## What this task involves
From the first line of the data below, copy each line up to the one containing "writing section entirely.", and include that line too.

Extracted records:

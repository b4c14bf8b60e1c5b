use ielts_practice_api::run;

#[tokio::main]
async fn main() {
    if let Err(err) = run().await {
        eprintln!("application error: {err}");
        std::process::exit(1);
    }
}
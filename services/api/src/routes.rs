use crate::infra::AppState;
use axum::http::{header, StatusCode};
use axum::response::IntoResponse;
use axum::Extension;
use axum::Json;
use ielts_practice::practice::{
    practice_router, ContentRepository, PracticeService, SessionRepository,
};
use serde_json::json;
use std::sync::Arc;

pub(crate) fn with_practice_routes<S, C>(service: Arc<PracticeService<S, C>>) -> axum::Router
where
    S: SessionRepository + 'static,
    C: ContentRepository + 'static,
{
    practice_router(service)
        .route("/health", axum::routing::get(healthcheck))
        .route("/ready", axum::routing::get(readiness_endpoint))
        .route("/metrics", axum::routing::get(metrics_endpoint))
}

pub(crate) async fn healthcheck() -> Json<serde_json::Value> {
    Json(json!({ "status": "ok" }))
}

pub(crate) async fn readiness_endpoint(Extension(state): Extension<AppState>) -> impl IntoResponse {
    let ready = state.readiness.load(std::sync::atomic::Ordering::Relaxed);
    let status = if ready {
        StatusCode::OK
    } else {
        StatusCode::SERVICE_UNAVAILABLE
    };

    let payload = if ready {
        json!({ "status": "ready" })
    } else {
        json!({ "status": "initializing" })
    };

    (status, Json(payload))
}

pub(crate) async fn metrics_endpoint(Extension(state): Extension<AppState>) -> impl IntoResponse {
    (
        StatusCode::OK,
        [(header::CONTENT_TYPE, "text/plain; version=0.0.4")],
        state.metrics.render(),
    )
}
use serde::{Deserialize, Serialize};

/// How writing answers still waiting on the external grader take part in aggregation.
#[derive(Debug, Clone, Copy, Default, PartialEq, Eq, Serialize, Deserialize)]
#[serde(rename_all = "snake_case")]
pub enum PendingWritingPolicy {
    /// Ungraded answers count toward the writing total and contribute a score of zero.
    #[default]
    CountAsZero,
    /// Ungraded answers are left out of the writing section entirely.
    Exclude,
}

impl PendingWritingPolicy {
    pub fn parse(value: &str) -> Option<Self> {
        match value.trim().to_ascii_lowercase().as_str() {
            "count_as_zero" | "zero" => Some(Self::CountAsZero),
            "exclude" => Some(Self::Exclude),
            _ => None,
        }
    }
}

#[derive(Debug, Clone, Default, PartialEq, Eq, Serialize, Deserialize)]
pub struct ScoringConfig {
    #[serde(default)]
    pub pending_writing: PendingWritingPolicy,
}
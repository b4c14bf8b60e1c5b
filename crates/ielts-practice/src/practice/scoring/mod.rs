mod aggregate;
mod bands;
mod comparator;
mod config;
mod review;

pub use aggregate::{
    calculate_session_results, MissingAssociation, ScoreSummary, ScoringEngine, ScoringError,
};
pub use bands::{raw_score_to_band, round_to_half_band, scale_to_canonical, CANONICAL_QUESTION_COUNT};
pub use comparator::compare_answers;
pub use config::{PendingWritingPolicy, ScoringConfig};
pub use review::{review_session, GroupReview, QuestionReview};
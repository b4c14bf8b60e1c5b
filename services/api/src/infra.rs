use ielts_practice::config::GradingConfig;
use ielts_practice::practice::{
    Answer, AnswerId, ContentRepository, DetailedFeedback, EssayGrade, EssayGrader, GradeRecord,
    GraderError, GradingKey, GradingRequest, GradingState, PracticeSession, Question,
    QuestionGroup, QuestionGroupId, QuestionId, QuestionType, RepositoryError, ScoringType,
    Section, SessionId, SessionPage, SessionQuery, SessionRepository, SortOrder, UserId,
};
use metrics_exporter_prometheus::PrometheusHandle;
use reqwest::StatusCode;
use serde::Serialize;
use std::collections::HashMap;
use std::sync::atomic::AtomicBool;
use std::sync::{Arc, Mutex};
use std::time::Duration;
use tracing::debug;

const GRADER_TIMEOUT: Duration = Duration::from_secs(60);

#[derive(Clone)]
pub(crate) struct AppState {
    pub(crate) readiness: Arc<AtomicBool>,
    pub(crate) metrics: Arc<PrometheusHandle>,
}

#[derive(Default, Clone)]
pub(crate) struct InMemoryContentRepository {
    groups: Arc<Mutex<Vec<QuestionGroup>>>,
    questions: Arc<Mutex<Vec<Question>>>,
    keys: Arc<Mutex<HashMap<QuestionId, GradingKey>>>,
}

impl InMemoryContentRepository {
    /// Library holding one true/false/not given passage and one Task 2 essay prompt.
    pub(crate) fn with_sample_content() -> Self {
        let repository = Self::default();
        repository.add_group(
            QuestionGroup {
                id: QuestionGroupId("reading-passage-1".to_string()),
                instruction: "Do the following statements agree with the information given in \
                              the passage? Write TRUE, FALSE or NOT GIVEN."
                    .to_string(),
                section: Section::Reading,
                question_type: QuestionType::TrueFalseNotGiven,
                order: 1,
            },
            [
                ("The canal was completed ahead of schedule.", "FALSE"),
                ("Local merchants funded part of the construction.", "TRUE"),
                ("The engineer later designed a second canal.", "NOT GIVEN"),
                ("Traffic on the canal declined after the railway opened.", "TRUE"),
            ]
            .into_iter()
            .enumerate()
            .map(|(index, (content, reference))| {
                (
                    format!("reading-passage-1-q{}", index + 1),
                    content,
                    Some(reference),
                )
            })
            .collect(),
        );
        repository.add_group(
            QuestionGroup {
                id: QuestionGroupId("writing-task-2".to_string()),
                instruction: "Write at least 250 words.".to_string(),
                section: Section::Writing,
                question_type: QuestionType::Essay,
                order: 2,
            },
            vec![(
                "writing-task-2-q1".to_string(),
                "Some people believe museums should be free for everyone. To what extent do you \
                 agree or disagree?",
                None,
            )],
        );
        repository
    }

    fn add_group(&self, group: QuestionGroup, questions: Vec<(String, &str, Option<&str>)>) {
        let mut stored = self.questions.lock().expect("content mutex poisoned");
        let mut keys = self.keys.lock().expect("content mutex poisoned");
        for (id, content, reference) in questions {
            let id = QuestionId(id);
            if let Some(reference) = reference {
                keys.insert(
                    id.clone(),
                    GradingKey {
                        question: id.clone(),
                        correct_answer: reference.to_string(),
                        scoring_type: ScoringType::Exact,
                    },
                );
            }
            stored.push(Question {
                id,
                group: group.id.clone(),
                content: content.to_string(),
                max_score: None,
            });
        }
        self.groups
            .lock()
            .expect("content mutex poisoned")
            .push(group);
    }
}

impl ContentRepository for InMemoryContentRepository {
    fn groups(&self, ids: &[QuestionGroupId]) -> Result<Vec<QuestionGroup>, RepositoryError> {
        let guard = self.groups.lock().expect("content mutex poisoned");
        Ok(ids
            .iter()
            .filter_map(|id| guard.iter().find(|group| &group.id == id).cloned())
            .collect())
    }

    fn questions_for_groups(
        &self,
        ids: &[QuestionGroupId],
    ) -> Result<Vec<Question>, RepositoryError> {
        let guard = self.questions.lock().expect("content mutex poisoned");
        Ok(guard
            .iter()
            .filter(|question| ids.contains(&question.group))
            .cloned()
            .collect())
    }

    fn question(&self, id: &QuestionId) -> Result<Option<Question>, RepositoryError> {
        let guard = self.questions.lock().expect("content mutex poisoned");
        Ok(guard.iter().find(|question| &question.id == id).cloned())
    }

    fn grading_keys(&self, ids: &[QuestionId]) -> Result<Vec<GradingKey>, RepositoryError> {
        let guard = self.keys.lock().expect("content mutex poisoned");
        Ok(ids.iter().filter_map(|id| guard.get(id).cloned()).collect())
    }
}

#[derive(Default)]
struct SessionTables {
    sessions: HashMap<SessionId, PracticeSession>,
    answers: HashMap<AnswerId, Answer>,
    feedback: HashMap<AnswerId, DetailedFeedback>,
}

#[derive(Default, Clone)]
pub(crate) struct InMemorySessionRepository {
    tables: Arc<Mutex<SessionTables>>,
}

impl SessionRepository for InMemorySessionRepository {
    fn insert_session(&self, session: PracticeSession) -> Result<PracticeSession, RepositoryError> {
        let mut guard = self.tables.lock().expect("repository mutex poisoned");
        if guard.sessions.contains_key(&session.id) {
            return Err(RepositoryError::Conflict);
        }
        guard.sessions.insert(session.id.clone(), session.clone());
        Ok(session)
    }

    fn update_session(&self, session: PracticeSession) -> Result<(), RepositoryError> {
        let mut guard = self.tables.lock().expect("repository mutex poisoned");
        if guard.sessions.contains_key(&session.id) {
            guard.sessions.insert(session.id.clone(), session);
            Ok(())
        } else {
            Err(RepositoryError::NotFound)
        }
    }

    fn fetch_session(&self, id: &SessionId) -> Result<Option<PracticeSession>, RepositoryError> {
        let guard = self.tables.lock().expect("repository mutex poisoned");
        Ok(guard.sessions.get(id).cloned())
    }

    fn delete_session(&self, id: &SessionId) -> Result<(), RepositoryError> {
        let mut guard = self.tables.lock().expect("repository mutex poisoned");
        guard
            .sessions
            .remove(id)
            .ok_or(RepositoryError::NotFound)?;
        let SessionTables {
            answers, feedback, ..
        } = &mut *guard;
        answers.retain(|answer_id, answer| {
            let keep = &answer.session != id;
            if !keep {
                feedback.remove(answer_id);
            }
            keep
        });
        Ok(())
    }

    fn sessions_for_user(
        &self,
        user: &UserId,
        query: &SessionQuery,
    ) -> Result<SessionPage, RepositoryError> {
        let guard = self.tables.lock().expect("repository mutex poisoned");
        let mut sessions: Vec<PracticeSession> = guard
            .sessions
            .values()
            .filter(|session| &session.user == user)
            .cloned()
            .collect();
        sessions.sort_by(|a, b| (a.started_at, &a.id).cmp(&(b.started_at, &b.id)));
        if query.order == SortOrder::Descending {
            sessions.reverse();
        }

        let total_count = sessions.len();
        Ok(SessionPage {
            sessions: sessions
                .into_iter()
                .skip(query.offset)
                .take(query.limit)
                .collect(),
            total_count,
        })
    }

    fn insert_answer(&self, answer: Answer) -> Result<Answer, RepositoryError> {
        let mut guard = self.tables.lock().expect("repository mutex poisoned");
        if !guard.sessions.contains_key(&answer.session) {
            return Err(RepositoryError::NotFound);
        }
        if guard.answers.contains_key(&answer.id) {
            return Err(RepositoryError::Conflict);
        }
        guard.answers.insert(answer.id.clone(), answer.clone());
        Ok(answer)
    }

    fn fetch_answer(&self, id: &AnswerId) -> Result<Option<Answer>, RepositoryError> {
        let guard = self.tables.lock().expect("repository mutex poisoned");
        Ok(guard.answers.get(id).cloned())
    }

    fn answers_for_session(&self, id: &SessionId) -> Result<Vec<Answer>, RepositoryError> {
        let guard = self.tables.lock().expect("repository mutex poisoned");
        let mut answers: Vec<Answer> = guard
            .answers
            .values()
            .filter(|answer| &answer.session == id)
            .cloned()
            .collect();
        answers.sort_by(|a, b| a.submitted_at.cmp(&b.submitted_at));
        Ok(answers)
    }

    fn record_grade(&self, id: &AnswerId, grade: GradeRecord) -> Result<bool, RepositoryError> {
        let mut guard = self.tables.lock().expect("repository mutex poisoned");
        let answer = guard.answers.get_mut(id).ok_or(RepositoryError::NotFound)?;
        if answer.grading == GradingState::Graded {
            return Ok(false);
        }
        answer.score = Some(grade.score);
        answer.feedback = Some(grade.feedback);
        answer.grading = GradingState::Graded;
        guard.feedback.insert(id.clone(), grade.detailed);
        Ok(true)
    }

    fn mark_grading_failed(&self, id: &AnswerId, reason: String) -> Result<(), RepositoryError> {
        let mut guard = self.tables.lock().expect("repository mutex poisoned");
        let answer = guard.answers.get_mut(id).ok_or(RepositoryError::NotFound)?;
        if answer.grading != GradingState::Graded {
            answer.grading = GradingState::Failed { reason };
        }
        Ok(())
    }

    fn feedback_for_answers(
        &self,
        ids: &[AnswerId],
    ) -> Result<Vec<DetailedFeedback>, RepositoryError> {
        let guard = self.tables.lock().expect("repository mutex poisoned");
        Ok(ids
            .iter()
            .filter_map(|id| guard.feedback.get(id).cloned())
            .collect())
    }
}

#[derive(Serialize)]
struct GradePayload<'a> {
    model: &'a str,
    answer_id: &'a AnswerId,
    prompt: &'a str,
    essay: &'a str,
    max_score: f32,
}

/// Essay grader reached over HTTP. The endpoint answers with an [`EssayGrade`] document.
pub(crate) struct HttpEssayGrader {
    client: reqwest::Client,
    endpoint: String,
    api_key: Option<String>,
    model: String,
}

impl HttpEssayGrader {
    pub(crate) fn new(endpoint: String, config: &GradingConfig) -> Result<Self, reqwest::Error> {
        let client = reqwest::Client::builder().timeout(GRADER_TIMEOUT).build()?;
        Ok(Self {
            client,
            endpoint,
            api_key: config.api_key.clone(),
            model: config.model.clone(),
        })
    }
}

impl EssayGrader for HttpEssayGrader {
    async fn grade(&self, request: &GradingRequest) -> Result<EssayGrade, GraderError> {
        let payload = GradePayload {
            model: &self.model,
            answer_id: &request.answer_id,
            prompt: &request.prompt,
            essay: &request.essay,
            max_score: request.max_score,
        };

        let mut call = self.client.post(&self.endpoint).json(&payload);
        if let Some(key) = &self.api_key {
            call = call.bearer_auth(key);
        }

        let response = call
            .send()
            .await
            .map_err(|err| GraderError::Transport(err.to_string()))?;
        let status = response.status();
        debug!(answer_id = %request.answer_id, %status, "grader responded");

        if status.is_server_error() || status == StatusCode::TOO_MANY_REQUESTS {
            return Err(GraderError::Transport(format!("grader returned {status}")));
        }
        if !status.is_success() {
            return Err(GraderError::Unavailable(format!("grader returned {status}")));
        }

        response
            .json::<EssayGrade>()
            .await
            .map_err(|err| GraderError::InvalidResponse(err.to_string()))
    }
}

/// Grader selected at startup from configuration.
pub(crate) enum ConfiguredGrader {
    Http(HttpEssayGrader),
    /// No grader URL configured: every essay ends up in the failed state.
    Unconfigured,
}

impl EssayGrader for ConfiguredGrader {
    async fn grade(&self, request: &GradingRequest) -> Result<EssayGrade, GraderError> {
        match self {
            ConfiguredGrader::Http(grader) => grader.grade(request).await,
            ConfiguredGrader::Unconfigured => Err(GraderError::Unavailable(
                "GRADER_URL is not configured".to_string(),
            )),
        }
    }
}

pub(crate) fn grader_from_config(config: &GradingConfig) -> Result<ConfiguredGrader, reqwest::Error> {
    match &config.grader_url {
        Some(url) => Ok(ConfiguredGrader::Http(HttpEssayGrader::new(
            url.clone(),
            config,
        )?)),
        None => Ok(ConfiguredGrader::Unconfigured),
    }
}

## Written reply
repository b4c14bf8b60e1c5b
use ielts_practice_api::run;

#[tokio::main]
async fn main() {
    if let Err(err) = run().await {
        eprintln!("application error: {err}");
        std::process::exit(1);
    }
}
filename services/api/src/routes.rs
use crate::infra::AppState;
use axum::http::{header, StatusCode};
use axum::response::IntoResponse;
use axum::Extension;
use axum::Json;
use ielts_practice::practice::{
    practice_router, ContentRepository, PracticeService, SessionRepository,
};
use serde_json::json;
use std::sync::Arc;

pub(crate) fn with_practice_routes<S, C>(service: Arc<PracticeService<S, C>>) -> axum::Router
where
    S: SessionRepository + 'static,
    C: ContentRepository + 'static,
{
    practice_router(service)
        .route("/health", axum::routing::get(healthcheck))
        .route("/ready", axum::routing::get(readiness_endpoint))
        .route("/metrics", axum::routing::get(metrics_endpoint))
}

pub(crate) async fn healthcheck() -> Json<serde_json::Value> {
    Json(json!({ "status": "ok" }))
}

pub(crate) async fn readiness_endpoint(Extension(state): Extension<AppState>) -> impl IntoResponse {
    let ready = state.readiness.load(std::sync::atomic::Ordering::Relaxed);
    let status = if ready {
        StatusCode::OK
    } else {
        StatusCode::SERVICE_UNAVAILABLE
    };

    let payload = if ready {
        json!({ "status": "ready" })
    } else {
        json!({ "status": "initializing" })
    };

    (status, Json(payload))
}

pub(crate) async fn metrics_endpoint(Extension(state): Extension<AppState>) -> impl IntoResponse {
    (
        StatusCode::OK,
        [(header::CONTENT_TYPE, "text/plain; version=0.0.4")],
        state.metrics.render(),
    )
}
use serde::{Deserialize, Serialize};

/// How writing answers still waiting on the external grader take part in aggregation.
#[derive(Debug, Clone, Copy, Default, PartialEq, Eq, Serialize, Deserialize)]
#[serde(rename_all = "snake_case")]
pub enum PendingWritingPolicy {
    /// Ungraded answers count toward the writing total and contribute a score of zero.
    #[default]
    CountAsZero,
    /// Ungraded answers are left out of the writing section entirely.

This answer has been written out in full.